//! git
//!
//! Single interface for all Git operations.
//!
//! All repository reads and writes flow through [`GitWorkspace`]; no other
//! module imports `git2`. Errors are normalized into the typed
//! [`GitError`] categories so higher layers can map them onto the service
//! error taxonomy.

mod workspace;

pub use workspace::{
    CommitAuthor, CommitInfo, GitError, GitWorkspace, MergeOutcome, MergePreview, RemoteAuth,
    RemoteHeadInfo, SyncTarget, WorktreeStatus,
};

/// Derive a browser-facing URL from a remote URL.
///
/// Handles the two common remote forms:
/// - `https://host/owner/repo.git` -> `https://host/owner/repo`
/// - `git@host:owner/repo.git` -> `https://host/owner/repo`
///
/// Returns `None` when the URL matches neither form (e.g. `file://` remotes).
///
/// # Example
///
/// ```
/// use gitloom::git::browser_url;
///
/// assert_eq!(
///     browser_url("git@github.com:acme/site.git").as_deref(),
///     Some("https://github.com/acme/site")
/// );
/// assert_eq!(
///     browser_url("https://gitlab.com/acme/site.git").as_deref(),
///     Some("https://gitlab.com/acme/site")
/// );
/// assert_eq!(browser_url("file:///tmp/repo.git"), None);
/// ```
pub fn browser_url(remote: &str) -> Option<String> {
    if let Some(rest) = remote.strip_prefix("https://") {
        let rest = rest.strip_suffix(".git").unwrap_or(rest);
        let (host, path) = rest.split_once('/')?;
        if host.is_empty() || path.is_empty() {
            return None;
        }
        return Some(format!("https://{host}/{path}"));
    }

    if let Some(rest) = remote.strip_prefix("git@") {
        let (host, path) = rest.split_once(':')?;
        let path = path.strip_suffix(".git").unwrap_or(path);
        if host.is_empty() || path.is_empty() {
            return None;
        }
        return Some(format!("https://{host}/{path}"));
    }

    None
}
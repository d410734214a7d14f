//! Integration tests for the Git workspace doorway.
//!
//! These drive `GitWorkspace` against real repositories created with
//! tempfile, using the `git` CLI as the out-of-band oracle.

mod common;

use std::path::{Path, PathBuf};

use tempfile::TempDir;

use gitloom::artifact::FileTree;
use gitloom::core::types::{BranchName, Oid};
use gitloom::git::{
    CommitAuthor, GitError, GitWorkspace, MergeOutcome, RemoteAuth, SyncTarget,
};

use common::{git_stdout, run_git};

fn branch(name: &str) -> BranchName {
    BranchName::new(name).unwrap()
}

fn author() -> CommitAuthor {
    CommitAuthor {
        name: "Test User".into(),
        email: "test@example.com".into(),
    }
}

fn tree_of(pairs: &[(&str, &str)]) -> FileTree {
    let mut tree = FileTree::new();
    for (path, content) in pairs {
        tree.insert(path, content.as_bytes().to_vec()).unwrap();
    }
    tree
}

/// A workspace wired to a bare remote, with an initial commit on `main`.
struct Fixture {
    workspace: GitWorkspace,
    remote_url: String,
    workdir: PathBuf,
    _dirs: (TempDir, TempDir),
}

impl Fixture {
    fn new() -> Self {
        let remote_dir = TempDir::new().unwrap();
        let work_parent = TempDir::new().unwrap();

        let remote_path = remote_dir.path().join("remote.git");
        std::fs::create_dir_all(&remote_path).unwrap();
        run_git(&remote_path, &["init", "--bare"]);
        run_git(&remote_path, &["symbolic-ref", "HEAD", "refs/heads/main"]);
        let remote_url = remote_path.to_string_lossy().into_owned();

        let workdir = work_parent.path().join("work");
        std::fs::create_dir_all(&workdir).unwrap();
        let workspace =
            GitWorkspace::init(&workdir, &remote_url, "origin", &branch("main")).unwrap();

        workspace
            .materialize(&tree_of(&[("a.txt", "alpha\n"), ("b.txt", "beta\n")]))
            .unwrap();
        workspace.stage_all().unwrap();
        workspace.commit_staged(&author(), "Initial commit").unwrap();
        workspace.push(&branch("main"), &RemoteAuth::Anonymous).unwrap();

        Self {
            workspace,
            remote_url,
            workdir,
            _dirs: (remote_dir, work_parent),
        }
    }

    fn commit_tree(&self, pairs: &[(&str, &str)], message: &str) -> Oid {
        self.workspace.materialize(&tree_of(pairs)).unwrap();
        self.workspace.stage_all().unwrap();
        self.workspace.commit_staged(&author(), message).unwrap()
    }

    fn head_raw(&self) -> String {
        git_stdout(&self.workdir, &["rev-parse", "HEAD"])
    }
}

// =============================================================================
// Initialization and probing
// =============================================================================

#[test]
fn init_sets_unborn_head_and_remote() {
    let dir = TempDir::new().unwrap();
    let ws = GitWorkspace::init(dir.path(), "file:///nowhere", "origin", &branch("trunk")).unwrap();

    assert_eq!(ws.head_oid().unwrap(), None);
    assert_eq!(ws.current_branch().unwrap(), Some(branch("trunk")));
}

#[test]
fn probe_empty_remote_lists_nothing() {
    let empty = TempDir::new().unwrap();
    let bare = empty.path().join("bare.git");
    std::fs::create_dir_all(&bare).unwrap();
    run_git(&bare, &["init", "--bare"]);

    let heads =
        GitWorkspace::probe_remote(bare.to_str().unwrap(), &RemoteAuth::Anonymous).unwrap();
    assert!(heads.is_empty());
}

#[test]
fn probe_populated_remote_advertises_main() {
    let fixture = Fixture::new();
    let heads =
        GitWorkspace::probe_remote(&fixture.remote_url, &RemoteAuth::Anonymous).unwrap();
    assert!(heads.iter().any(|h| h.name == "refs/heads/main"));
    assert_eq!(
        GitWorkspace::default_branch_of(&heads),
        Some(branch("main"))
    );
}

#[test]
fn probe_unreachable_remote_fails() {
    let err = GitWorkspace::probe_remote("/definitely/not/there", &RemoteAuth::Anonymous)
        .unwrap_err();
    assert!(matches!(err, GitError::RemoteUnreachable { .. }));
}

#[test]
fn clone_checks_out_remote_content() {
    let fixture = Fixture::new();
    let target = TempDir::new().unwrap();
    let clone_dir = target.path().join("clone");

    let cloned =
        GitWorkspace::clone_from(&clone_dir, &fixture.remote_url, "origin", &RemoteAuth::Anonymous)
            .unwrap();
    assert_eq!(cloned.current_branch().unwrap(), Some(branch("main")));

    let tip = cloned.branch_tip(&branch("main")).unwrap();
    let snapshot = cloned.tree_snapshot(&tip).unwrap();
    assert_eq!(snapshot.get("a.txt"), Some(b"alpha\n".as_slice()));
}

// =============================================================================
// Working tree, staging, commits
// =============================================================================

#[test]
fn materialize_replaces_previous_content() {
    let fixture = Fixture::new();
    fixture
        .workspace
        .materialize(&tree_of(&[("c.txt", "gamma\n")]))
        .unwrap();

    assert!(!fixture.workdir.join("a.txt").exists());
    assert!(fixture.workdir.join("c.txt").exists());
    // The .git directory survives
    assert!(fixture.workdir.join(".git").exists());
}

#[test]
fn stage_all_covers_deletions() {
    let fixture = Fixture::new();
    fixture
        .workspace
        .materialize(&tree_of(&[("a.txt", "alpha\n")]))
        .unwrap();
    fixture.workspace.stage_all().unwrap();
    let oid = fixture
        .workspace
        .commit_staged(&author(), "Drop b.txt")
        .unwrap();

    let snapshot = fixture.workspace.tree_snapshot(&oid).unwrap();
    assert!(snapshot.get("b.txt").is_none());
    assert!(snapshot.get("a.txt").is_some());
}

#[test]
fn unchanged_tree_matches_head_tree_id() {
    let fixture = Fixture::new();
    fixture
        .workspace
        .materialize(&tree_of(&[("a.txt", "alpha\n"), ("b.txt", "beta\n")]))
        .unwrap();
    let staged = fixture.workspace.stage_all().unwrap();
    assert_eq!(fixture.workspace.head_tree_id().unwrap(), Some(staged));
}

#[test]
fn commit_advances_head() {
    let fixture = Fixture::new();
    let oid = fixture.commit_tree(&[("a.txt", "alpha 2\n"), ("b.txt", "beta\n")], "Edit a");
    assert_eq!(fixture.head_raw(), oid.as_str());
    assert_eq!(fixture.workspace.head_oid().unwrap(), Some(oid));
}

#[test]
fn history_is_newest_first() {
    let fixture = Fixture::new();
    let second = fixture.commit_tree(&[("a.txt", "2\n"), ("b.txt", "beta\n")], "Second");
    let third = fixture.commit_tree(&[("a.txt", "3\n"), ("b.txt", "beta\n")], "Third");

    let history = fixture.workspace.history(&branch("main")).unwrap();
    assert_eq!(history.len(), 3);
    assert_eq!(history[0].oid, third);
    assert_eq!(history[1].oid, second);
    assert_eq!(history[0].summary, "Third");
    assert_eq!(history[0].author_name, "Test User");
}

#[test]
fn worktree_status_counts_changes() {
    let fixture = Fixture::new();
    assert!(fixture.workspace.worktree_status().unwrap().is_clean());

    std::fs::write(fixture.workdir.join("a.txt"), "changed\n").unwrap();
    std::fs::write(fixture.workdir.join("new.txt"), "untracked\n").unwrap();

    let status = fixture.workspace.worktree_status().unwrap();
    assert_eq!(status.unstaged, 1);
    assert_eq!(status.untracked, 1);
    assert!(!status.is_clean());
}

// =============================================================================
// Branches and checkout
// =============================================================================

#[test]
fn create_branch_from_source_tip() {
    let fixture = Fixture::new();
    let main_tip = fixture.workspace.branch_tip(&branch("main")).unwrap();
    let created = fixture
        .workspace
        .create_branch_from(&branch("feature"), &branch("main"))
        .unwrap();
    assert_eq!(created, main_tip);

    let err = fixture
        .workspace
        .create_branch_from(&branch("feature"), &branch("main"))
        .unwrap_err();
    assert!(matches!(err, GitError::BranchExists { .. }));

    let err = fixture
        .workspace
        .create_branch_from(&branch("other"), &branch("ghost"))
        .unwrap_err();
    assert!(matches!(err, GitError::BranchNotFound { .. }));
}

#[test]
fn checkout_switches_worktree() {
    let fixture = Fixture::new();
    fixture
        .workspace
        .create_branch_from(&branch("feature"), &branch("main"))
        .unwrap();
    fixture.workspace.checkout_branch(&branch("feature")).unwrap();
    assert_eq!(
        fixture.workspace.current_branch().unwrap(),
        Some(branch("feature"))
    );

    fixture.commit_tree(&[("a.txt", "feature\n"), ("b.txt", "beta\n")], "Feature work");

    fixture.workspace.checkout_branch(&branch("main")).unwrap();
    assert_eq!(
        std::fs::read_to_string(fixture.workdir.join("a.txt")).unwrap(),
        "alpha\n"
    );
}

#[test]
fn tracking_branch_follows_remote_ref() {
    let fixture = Fixture::new();

    // Push a branch out of band, then fetch and track it
    let collaborator = TempDir::new().unwrap();
    run_git(collaborator.path(), &["clone", &fixture.remote_url, "."]);
    run_git(collaborator.path(), &["config", "user.email", "c@example.com"]);
    run_git(collaborator.path(), &["config", "user.name", "C"]);
    run_git(collaborator.path(), &["checkout", "-b", "shared"]);
    std::fs::write(collaborator.path().join("shared.txt"), "shared\n").unwrap();
    run_git(collaborator.path(), &["add", "-A"]);
    run_git(collaborator.path(), &["commit", "-m", "Shared branch"]);
    run_git(collaborator.path(), &["push", "origin", "shared"]);

    fixture.workspace.fetch(&RemoteAuth::Anonymous).unwrap();
    let tip = fixture
        .workspace
        .create_tracking_branch(&branch("shared"))
        .unwrap();
    assert_eq!(
        fixture.workspace.branch_tip(&branch("shared")).unwrap(),
        tip
    );
}

#[test]
fn delete_branch_removes_ref() {
    let fixture = Fixture::new();
    fixture
        .workspace
        .create_branch_from(&branch("doomed"), &branch("main"))
        .unwrap();
    fixture.workspace.delete_branch(&branch("doomed")).unwrap();
    assert!(fixture
        .workspace
        .try_branch_tip(&branch("doomed"))
        .unwrap()
        .is_none());
}

// =============================================================================
// Push, fetch, divergence
// =============================================================================

#[test]
fn push_updates_remote_and_tracking_ref() {
    let fixture = Fixture::new();
    let oid = fixture.commit_tree(&[("a.txt", "2\n"), ("b.txt", "beta\n")], "Edit");
    let pushed = fixture
        .workspace
        .push(&branch("main"), &RemoteAuth::Anonymous)
        .unwrap();
    assert_eq!(pushed, oid);
    assert_eq!(
        git_stdout(Path::new(&fixture.remote_url), &["rev-parse", "main"]),
        oid.as_str()
    );
    assert_eq!(
        fixture.workspace.remote_tip(&branch("main")).unwrap(),
        Some(oid)
    );
}
//! core::paths
//!
//! Centralized path routing for gitloom storage locations.
//!
//! # Storage Layout
//!
//! All managed state lives under a single workspace root:
//!
//! - `<root>/repos/<application-id>/` - working copy of a connected repository
//! - `<root>/locks/<application-id>.lock` - repository lock file
//!
//! Lock files live outside the working copy so that `detach` can delete the
//! working directory while the lock is still held.
//!
//! No code outside this module may compute these paths by hand.
//!
//! # Example
//!
//! ```
//! use gitloom::core::paths::WorkspacePaths;
//! use gitloom::core::types::ApplicationId;
//! use std::path::PathBuf;
//!
//! let paths = WorkspacePaths::new(PathBuf::from("/var/lib/gitloom"));
//! let app = ApplicationId::generate();
//! assert!(paths.workdir(&app).starts_with("/var/lib/gitloom/repos"));
//! assert!(paths.lock_path(&app).starts_with("/var/lib/gitloom/locks"));
//! ```

use std::path::{Path, PathBuf};

use crate::core::types::ApplicationId;

/// Path routing for the workspace root owned by the core.
///
/// One working directory per connected default application; all branches of
/// that application share it.
#[derive(Debug, Clone, PartialEq, Eq)]
pub struct WorkspacePaths {
    root: PathBuf,
}

impl WorkspacePaths {
    /// Create path routing rooted at `root`.
    pub fn new(root: PathBuf) -> Self {
        Self { root }
    }

    /// The workspace root directory.
    pub fn root(&self) -> &Path {
        &self.root
    }

    /// Directory holding all working copies.
    pub fn repos_dir(&self) -> PathBuf {
        self.root.join("repos")
    }

    /// Working copy for a connected default application.
    pub fn workdir(&self, application: &ApplicationId) -> PathBuf {
        self.repos_dir().join(application.to_string())
    }

    /// Directory holding repository lock files.
    pub fn locks_dir(&self) -> PathBuf {
        self.root.join("locks")
    }

    /// Lock file for a connected default application.
    pub fn lock_path(&self, application: &ApplicationId) -> PathBuf {
        self.locks_dir().join(format!("{application}.lock"))
    }
}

[Description of the task] Which lines in the data above hold the word "message"? Return each of them.

[Problem solution]
    fn commit_tree(&self, pairs: &[(&str, &str)], message: &str) -> Oid {
        self.workspace.commit_staged(&author(), message).unwrap()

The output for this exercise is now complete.